### Work instruction
Establish how many lines of the material below contain the string "merchandise". Return that number by itself.

### Given records
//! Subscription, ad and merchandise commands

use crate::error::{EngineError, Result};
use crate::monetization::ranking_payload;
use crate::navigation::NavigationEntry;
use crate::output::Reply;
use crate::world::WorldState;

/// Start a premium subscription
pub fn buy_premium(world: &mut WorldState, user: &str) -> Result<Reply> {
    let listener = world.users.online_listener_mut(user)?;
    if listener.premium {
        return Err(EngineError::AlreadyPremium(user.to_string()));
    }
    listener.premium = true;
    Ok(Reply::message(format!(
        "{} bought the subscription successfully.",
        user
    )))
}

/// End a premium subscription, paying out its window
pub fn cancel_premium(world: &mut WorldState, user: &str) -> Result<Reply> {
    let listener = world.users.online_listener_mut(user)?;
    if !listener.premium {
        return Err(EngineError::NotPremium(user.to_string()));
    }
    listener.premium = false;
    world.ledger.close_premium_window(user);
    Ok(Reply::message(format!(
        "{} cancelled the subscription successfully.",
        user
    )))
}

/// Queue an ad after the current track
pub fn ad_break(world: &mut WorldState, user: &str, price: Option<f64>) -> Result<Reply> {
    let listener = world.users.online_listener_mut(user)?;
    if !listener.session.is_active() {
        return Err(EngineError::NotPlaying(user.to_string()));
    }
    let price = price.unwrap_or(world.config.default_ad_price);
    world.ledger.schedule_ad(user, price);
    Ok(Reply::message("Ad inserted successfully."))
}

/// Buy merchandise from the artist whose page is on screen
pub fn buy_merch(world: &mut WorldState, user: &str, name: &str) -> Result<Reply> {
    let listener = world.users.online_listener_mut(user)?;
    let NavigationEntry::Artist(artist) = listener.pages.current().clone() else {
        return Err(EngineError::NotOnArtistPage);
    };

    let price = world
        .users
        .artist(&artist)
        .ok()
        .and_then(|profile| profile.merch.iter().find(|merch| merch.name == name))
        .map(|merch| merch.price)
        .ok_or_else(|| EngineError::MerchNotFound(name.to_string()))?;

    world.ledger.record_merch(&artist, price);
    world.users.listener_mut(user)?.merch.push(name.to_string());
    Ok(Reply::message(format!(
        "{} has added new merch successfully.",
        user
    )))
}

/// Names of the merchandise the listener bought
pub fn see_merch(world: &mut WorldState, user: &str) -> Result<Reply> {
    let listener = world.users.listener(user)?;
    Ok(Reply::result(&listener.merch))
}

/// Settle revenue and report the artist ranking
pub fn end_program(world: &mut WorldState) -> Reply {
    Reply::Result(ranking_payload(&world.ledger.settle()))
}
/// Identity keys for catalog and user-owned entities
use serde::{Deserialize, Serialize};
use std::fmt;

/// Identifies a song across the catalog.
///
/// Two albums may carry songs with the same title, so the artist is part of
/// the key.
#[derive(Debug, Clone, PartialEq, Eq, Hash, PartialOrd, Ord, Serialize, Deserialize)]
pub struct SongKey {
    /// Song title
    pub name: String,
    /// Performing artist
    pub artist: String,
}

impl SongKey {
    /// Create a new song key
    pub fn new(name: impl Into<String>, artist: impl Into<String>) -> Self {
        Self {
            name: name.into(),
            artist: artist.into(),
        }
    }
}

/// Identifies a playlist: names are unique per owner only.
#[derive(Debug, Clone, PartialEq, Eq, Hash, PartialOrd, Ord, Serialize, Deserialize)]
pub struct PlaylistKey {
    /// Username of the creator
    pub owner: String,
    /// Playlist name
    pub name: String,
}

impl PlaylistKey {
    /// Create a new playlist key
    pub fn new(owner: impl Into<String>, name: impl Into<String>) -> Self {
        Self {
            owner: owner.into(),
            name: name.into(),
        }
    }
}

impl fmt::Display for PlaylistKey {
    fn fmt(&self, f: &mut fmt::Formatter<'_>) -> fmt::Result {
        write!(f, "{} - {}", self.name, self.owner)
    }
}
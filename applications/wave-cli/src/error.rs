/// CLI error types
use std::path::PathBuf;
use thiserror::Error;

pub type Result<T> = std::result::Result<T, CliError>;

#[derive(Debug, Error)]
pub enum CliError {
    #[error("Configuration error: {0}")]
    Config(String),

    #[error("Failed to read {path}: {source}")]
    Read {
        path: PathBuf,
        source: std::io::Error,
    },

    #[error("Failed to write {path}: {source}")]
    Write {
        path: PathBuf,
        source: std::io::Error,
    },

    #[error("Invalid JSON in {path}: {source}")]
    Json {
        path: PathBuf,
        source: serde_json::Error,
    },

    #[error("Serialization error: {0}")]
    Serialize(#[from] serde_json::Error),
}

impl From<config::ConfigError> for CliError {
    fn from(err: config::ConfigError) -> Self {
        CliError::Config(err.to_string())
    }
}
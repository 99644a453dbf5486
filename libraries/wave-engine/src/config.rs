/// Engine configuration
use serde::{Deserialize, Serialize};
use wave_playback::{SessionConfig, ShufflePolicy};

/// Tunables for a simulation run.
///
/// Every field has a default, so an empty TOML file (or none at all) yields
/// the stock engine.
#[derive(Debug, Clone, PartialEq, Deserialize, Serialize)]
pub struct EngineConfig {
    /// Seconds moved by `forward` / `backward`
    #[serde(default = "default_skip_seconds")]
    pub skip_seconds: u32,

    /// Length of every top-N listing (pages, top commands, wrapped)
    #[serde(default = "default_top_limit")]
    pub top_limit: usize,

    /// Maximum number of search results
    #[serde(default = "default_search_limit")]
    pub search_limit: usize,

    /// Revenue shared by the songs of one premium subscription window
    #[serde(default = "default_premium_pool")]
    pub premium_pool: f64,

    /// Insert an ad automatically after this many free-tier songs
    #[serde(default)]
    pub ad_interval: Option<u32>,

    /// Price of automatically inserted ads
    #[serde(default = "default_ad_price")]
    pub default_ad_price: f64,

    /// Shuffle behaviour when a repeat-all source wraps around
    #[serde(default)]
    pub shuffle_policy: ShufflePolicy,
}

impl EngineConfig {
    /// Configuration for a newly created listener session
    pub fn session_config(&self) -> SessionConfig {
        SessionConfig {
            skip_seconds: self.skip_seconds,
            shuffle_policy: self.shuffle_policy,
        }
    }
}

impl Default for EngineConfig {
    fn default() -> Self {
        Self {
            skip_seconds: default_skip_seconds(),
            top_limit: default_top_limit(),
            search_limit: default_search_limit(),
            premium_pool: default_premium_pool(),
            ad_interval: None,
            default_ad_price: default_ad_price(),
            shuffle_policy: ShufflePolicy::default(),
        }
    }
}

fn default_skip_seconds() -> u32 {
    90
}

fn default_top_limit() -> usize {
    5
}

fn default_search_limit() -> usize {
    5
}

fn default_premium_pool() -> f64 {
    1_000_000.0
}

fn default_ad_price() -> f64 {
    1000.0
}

### Completed exercise
3